A health plan, healthcare clearinghouse, or healthcare provider that transmits health information electronically in connection with a HIPAA-standard transaction.

Civil Monetary Penalty (CMP)

A financial penalty assessed by the HHS Office for Civil Rights for HIPAA violations, ranging from $145 to over $2.1 million per violation category per year.

D

De-identification

The process of removing identifying information from health data so that it can no longer be used to identify an individual. HIPAA provides two methods: Safe Harbor and Expert Determination.

Designated Record Set

A group of records maintained by or for a covered entity that includes medical and billing records, as well as enrolment, payment, and claims records used to make decisions about individuals.

E

ePHI (Electronic Protected Health Information)

PHI that is created, stored, transmitted, or received in electronic form. Subject to the HIPAA Security Rule's technical safeguard requirements.

Expert Determination

A method of de-identification where a qualified statistical expert determines that the risk of identifying an individual from a dataset is very small.

H

HHS (Department of Health and Human Services)
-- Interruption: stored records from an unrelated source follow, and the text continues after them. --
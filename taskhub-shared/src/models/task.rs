/// Task model and database operations
///
/// A task is owned by its creator and carries a set of assignees. The
/// assignee relationship is a join collection of user IDs owned by the task
/// aggregate; user records are resolved by ID when a response is built.
///
/// # Status
///
/// ```text
/// todo ⇄ in_progress ⇄ done   (and todo ⇄ done)
/// ```
///
/// Every transition is allowed. A persisted change of status notifies the
/// creator.
///
/// # Schema
///
/// ```sql
/// CREATE TYPE task_status AS ENUM ('todo', 'in_progress', 'done');
/// CREATE TYPE task_priority AS ENUM ('low', 'medium', 'high');
///
/// CREATE TABLE tasks (
///     id BIGSERIAL PRIMARY KEY,
///     name VARCHAR(80) NOT NULL,
///     description TEXT,
///     status task_status NOT NULL DEFAULT 'todo',
///     priority task_priority NOT NULL DEFAULT 'medium',
///     creator_id BIGINT NOT NULL REFERENCES users(id) ON DELETE RESTRICT,
///     created_at TIMESTAMPTZ NOT NULL DEFAULT NOW(),
///     updated_at TIMESTAMPTZ NOT NULL DEFAULT NOW()
/// );
///
/// CREATE TABLE task_assignees (
///     task_id BIGINT NOT NULL REFERENCES tasks(id) ON DELETE CASCADE,
///     user_id BIGINT NOT NULL REFERENCES users(id) ON DELETE CASCADE,
///     PRIMARY KEY (task_id, user_id)
/// );
/// ```
///
/// The query helpers take a `&mut PgConnection` so the store can compose
/// them inside one transaction.

use chrono::{DateTime, Utc};
use serde::{Deserialize, Serialize};
use sqlx::PgConnection;
use std::collections::BTreeSet;
use validator::Validate;

use super::user::UserResponse;

/// Task status
#[derive(Debug, Clone, Copy, PartialEq, Eq, Hash, Serialize, Deserialize, sqlx::Type)]
#[sqlx(type_name = "task_status", rename_all = "snake_case")]
#[serde(rename_all = "snake_case")]
pub enum TaskStatus {
    /// Not started (default)
    Todo,

    /// Being worked on
    InProgress,

    /// Finished
    Done,
}

impl TaskStatus {
    /// Wire/database name of the status
    pub fn as_str(&self) -> &'static str {
        match self {
            TaskStatus::Todo => "todo",
            TaskStatus::InProgress => "in_progress",
            TaskStatus::Done => "done",
        }
    }
}

impl Default for TaskStatus {
    fn default() -> Self {
        TaskStatus::Todo
    }
}

impl std::fmt::Display for TaskStatus {
    fn fmt(&self, f: &mut std::fmt::Formatter<'_>) -> std::fmt::Result {
        f.write_str(self.as_str())
    }
}

/// Task priority
#[derive(Debug, Clone, Copy, PartialEq, Eq, Hash, Serialize, Deserialize, sqlx::Type)]
#[sqlx(type_name = "task_priority", rename_all = "snake_case")]
#[serde(rename_all = "snake_case")]
pub enum TaskPriority {
    Low,
    Medium,
    High,
}

impl Default for TaskPriority {
    fn default() -> Self {
        TaskPriority::Medium
    }
}

/// Task aggregate
#[derive(Debug, Clone, PartialEq, Eq, sqlx::FromRow)]
pub struct Task {
    /// Unique task ID
    pub id: i64,

    /// Short name (1-80 characters)
    pub name: String,

    /// Optional free-form description
    pub description: Option<String>,

    /// Current status
    pub status: TaskStatus,

    /// Priority
    pub priority: TaskPriority,

    /// User who created the task; never changes
    pub creator_id: i64,

    /// Assigned user IDs, ascending, no duplicates
    pub assignee_ids: Vec<i64>,

    /// When the task was created
    pub created_at: DateTime<Utc>,

    /// When the task was last updated
    pub updated_at: DateTime<Utc>,
}

/// Which tasks a listing may return
#[derive(Debug, Clone, Copy, PartialEq, Eq)]
pub enum TaskScope {
    /// Every task
    All,

    /// Only tasks created by this user
    CreatedBy(i64),
}

impl TaskScope {
    /// Whether a task falls inside the scope
    pub fn includes(&self, task: &Task) -> bool {
        match self {
            TaskScope::All => true,
            TaskScope::CreatedBy(user_id) => task.creator_id == *user_id,
        }
    }
}

/// Task creation payload
///
/// The creator is always the caller, so it is not part of the payload.
#[derive(Debug, Clone, Default, Deserialize, Validate)]
pub struct CreateTask {
    /// Task name
    #[validate(length(min = 1, max = 80, message = "Name must be 1 to 80 characters"))]
    pub name: String,

    /// Optional description
    #[serde(default)]
    pub description: Option<String>,

    /// Status (defaults to todo)
    #[serde(default)]
    pub status: Option<TaskStatus>,

    /// Priority (defaults to medium)
    #[serde(default)]
    pub priority: Option<TaskPriority>,

    /// Assignee user IDs
    #[serde(default)]
    pub assignees: Vec<i64>,
}

/// Partial update
///
/// Absent and `null` fields are both left unchanged; nothing is ever cleared
/// back to a default. A present `assignees` list replaces the whole set.
#[derive(Debug, Clone, Default, Deserialize, Validate)]
pub struct UpdateTask {
    #[validate(length(min = 1, max = 80, message = "Name must be 1 to 80 characters"))]
    #[serde(default)]
    pub name: Option<String>,

    #[serde(default)]
    pub description: Option<String>,

    #[serde(default)]
    pub status: Option<TaskStatus>,

    #[serde(default)]
    pub priority: Option<TaskPriority>,

    #[serde(default)]
    pub assignees: Option<Vec<i64>>,
}

/// Row ready for insertion, produced by the lifecycle controller
#[derive(Debug, Clone)]
pub struct NewTask {
    pub name: String,
    pub description: Option<String>,
    pub status: TaskStatus,
    pub priority: TaskPriority,
    pub creator_id: i64,
    pub assignee_ids: Vec<i64>,
}

/// Result of a persisted update
#[derive(Debug, Clone)]
pub struct TaskChange {
    /// Status the task had before this update
    pub previous_status: TaskStatus,

    /// Task after the update
    pub task: Task,
}

impl TaskChange {
    /// Whether this update moved the task to a different status
    pub fn status_changed(&self) -> bool {
        self.previous_status != self.task.status
    }
}

/// Public view of a task with resolved assignees
#[derive(Debug, Clone, Serialize, Deserialize)]
pub struct TaskResponse {
    pub id: i64,
    pub name: String,
    pub description: Option<String>,
    pub status: TaskStatus,
    pub priority: TaskPriority,
    pub creator_id: i64,
    pub assignees: Vec<UserResponse>,
    pub created_at: DateTime<Utc>,
    pub updated_at: DateTime<Utc>,
}

impl TaskResponse {
    /// Builds a response from a task and its resolved assignees
    pub fn new(task: Task, assignees: Vec<UserResponse>) -> Self {
        Self {
            id: task.id,
            name: task.name,
            description: task.description,
            status: task.status,
            priority: task.priority,
            creator_id: task.creator_id,
            assignees,
            created_at: task.created_at,
            updated_at: task.updated_at,
        }
    }
}

/// Collapses an assignee list to a sorted set
pub fn normalize_assignees(ids: &[i64]) -> Vec<i64> {
    ids.iter().copied().collect::<BTreeSet<_>>().into_iter().collect()
}

const TASK_SELECT: &str = r#"
    SELECT t.id, t.name, t.description, t.status, t.priority, t.creator_id,
           t.created_at, t.updated_at,
           COALESCE(
               array_agg(a.user_id ORDER BY a.user_id) FILTER (WHERE a.user_id IS NOT NULL),
               '{}'
           ) AS assignee_ids
    FROM tasks t
    LEFT JOIN task_assignees a ON a.task_id = t.id
"#;

impl Task {
    /// Inserts the task row and returns its ID
    pub async fn insert(conn: &mut PgConnection, data: &NewTask) -> Result<i64, sqlx::Error> {
        let (id,): (i64,) = sqlx::query_as(
            r#"
            INSERT INTO tasks (name, description, status, priority, creator_id)
            VALUES ($1, $2, $3, $4, $5)
            RETURNING id
            "#,
        )
        .bind(&data.name)
        .bind(&data.description)
        .bind(data.status)
        .bind(data.priority)
        .bind(data.creator_id)
        .fetch_one(conn)
        .await?;

        Ok(id)
    }

    /// Loads a task with its assignee IDs
    pub async fn find_by_id(conn: &mut PgConnection, id: i64) -> Result<Option<Self>, sqlx::Error> {
        let query = format!("{TASK_SELECT} WHERE t.id = $1 GROUP BY t.id");

        sqlx::query_as::<_, Task>(&query)
            .bind(id)
            .fetch_optional(conn)
            .await
    }

    /// Lists tasks inside `scope`, ordered by ID
    pub async fn list(conn: &mut PgConnection, scope: TaskScope) -> Result<Vec<Self>, sqlx::Error> {
        match scope {
            TaskScope::All => {
                let query = format!("{TASK_SELECT} GROUP BY t.id ORDER BY t.id");
                sqlx::query_as::<_, Task>(&query).fetch_all(conn).await
            }
            TaskScope::CreatedBy(creator_id) => {
                let query =
                    format!("{TASK_SELECT} WHERE t.creator_id = $1 GROUP BY t.id ORDER BY t.id");
                sqlx::query_as::<_, Task>(&query)
                    .bind(creator_id)
                    .fetch_all(conn)
                    .await
            }
        }
    }

    /// Locks the task row and returns its current status
    ///
    /// Must run inside a transaction.
    pub async fn lock_status(
        conn: &mut PgConnection,
        id: i64,
    ) -> Result<Option<TaskStatus>, sqlx::Error> {
        let row: Option<(TaskStatus,)> =
            sqlx::query_as("SELECT status FROM tasks WHERE id = $1 FOR UPDATE")
                .bind(id)
                .fetch_optional(conn)
                .await?;

        Ok(row.map(|(status,)| status))
    }

    /// Applies the scalar fields of a patch
    ///
    /// `NULL` parameters keep the current column value.
    pub async fn apply_patch(
        conn: &mut PgConnection,
        id: i64,
        patch: &UpdateTask,
    ) -> Result<u64, sqlx::Error> {
        let result = sqlx::query(
            r#"
            UPDATE tasks
            SET name = COALESCE($2, name),
                description = COALESCE($3, description),
                status = COALESCE($4, status),
                priority = COALESCE($5, priority),
                updated_at = NOW()
            WHERE id = $1
            "#,
        )
        .bind(id)
        .bind(&patch.name)
        .bind(&patch.description)
        .bind(patch.status)
        .bind(patch.priority)
        .execute(conn)
        .await?;

        Ok(result.rows_affected())
    }

    /// Replaces the full assignee set of a task
    pub async fn replace_assignees(
        conn: &mut PgConnection,
        id: i64,
        user_ids: &[i64],
    ) -> Result<(), sqlx::Error> {
        sqlx::query("DELETE FROM task_assignees WHERE task_id = $1")
            .bind(id)
            .execute(&mut *conn)
            .await?;

        if !user_ids.is_empty() {
            sqlx::query(
                "INSERT INTO task_assignees (task_id, user_id) SELECT $1, UNNEST($2::BIGINT[])",
            )
            .bind(id)
            .bind(user_ids)
            .execute(&mut *conn)
            .await?;
        }

        Ok(())
    }

    /// Returns the IDs in `user_ids` that don't belong to any user
    pub async fn missing_users(
        conn: &mut PgConnection,
        user_ids: &[i64],
    ) -> Result<Vec<i64>, sqlx::Error> {
        if user_ids.is_empty() {
            return Ok(Vec::new());
        }

        let found: Vec<(i64,)> = sqlx::query_as("SELECT id FROM users WHERE id = ANY($1)")
            .bind(user_ids)
            .fetch_all(conn)
            .await?;
        let found: BTreeSet<i64> = found.into_iter().map(|(id,)| id).collect();

        Ok(user_ids
            .iter()
            .copied()
            .filter(|id| !found.contains(id))
            .collect())
    }

    /// Deletes a task; assignee links cascade
    pub async fn delete(conn: &mut PgConnection, id: i64) -> Result<bool, sqlx::Error> {
        let result = sqlx::query("DELETE FROM tasks WHERE id = $1")
            .bind(id)
            .execute(conn)
            .await?;

        Ok(result.rows_affected() > 0)
    }

    /// Whether the user created any task
    pub async fn exists_for_creator(
        conn: &mut PgConnection,
        creator_id: i64,
    ) -> Result<bool, sqlx::Error> {
        let (exists,): (bool,) =
            sqlx::query_as("SELECT EXISTS(SELECT 1 FROM tasks WHERE creator_id = $1)")
                .bind(creator_id)
                .fetch_one(conn)
                .await?;

        Ok(exists)
    }
}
The federal department responsible for administering HIPAA. The Office for Civil Rights (OCR) within HHS enforces the Privacy and Security Rules.

HITECH Act

The Health Information Technology for Economic and Clinical Health Act of 2009, which strengthened HIPAA enforcement, extended requirements to business associates, and established the Breach Notification Rule.

M

Minimum Necessary Standard

The principle that covered entities must make reasonable efforts to use, disclose, and request only the minimum amount of PHI needed to accomplish the intended purpose.

N

Notice of Privacy Practices (NPP)

A document that covered entities must provide to patients describing how their PHI may be used and disclosed, and outlining their rights under the Privacy Rule.

O

OCR (Office for Civil Rights)

The office within HHS responsible for enforcing the HIPAA Privacy and Security Rules through complaint investigations, compliance reviews, and civil monetary penalties.

Omnibus Rule

Published in 2013, this final rule implemented HITECH Act provisions, extended HIPAA liability to business associates and subcontractors, and strengthened patient rights.

P

PHI (Protected Health Information)

Individually identifiable health information held or transmitted by a covered entity or business associate, in any form or medium.

Physical Safeguards

Physical measures, policies, and procedures to protect a covered entity's electronic information systems and related buildings and equipment from natural and environmental hazards, and unauthorised intrusion.

Privacy Rule

The HIPAA regulation that establishes national standards for protecting individuals' medical records and other personal health information. Applies to PHI in all forms.

R

Risk Analysis

An assessment of the risks and vulnerabilities that could affect the confidentiality, integrity, and availability of ePHI. Required under the Security Rule and the most commonly cited deficiency in OCR enforcement actions.

S

Safe Harbor

A method of de-identification that requires the removal of all 18 HIPAA identifiers, with no actual knowledge that the remaining information could identify an individual.

Security Rule

The HIPAA regulation that establishes national standards for protecting the confidentiality, integrity, and availability of electronic protected health information. Requires administrative, physical, and technical safeguards.

Technical Safeguards

Technology and related policies and procedures that protect ePHI and control access to it, including access controls, audit controls, integrity controls, and transmission security.

T

Treatment, Payment, and Healthcare Operations (TPO)

The three categories of uses and disclosures of PHI that do not require patient authorisation. Treatment includes care coordination, payment includes billing and claims, and operations includes quality assessment and training.

This glossary covers the most frequently referenced HIPAA terms. For the complete regulatory definitions, refer to 45 CFR Parts 160 and 164.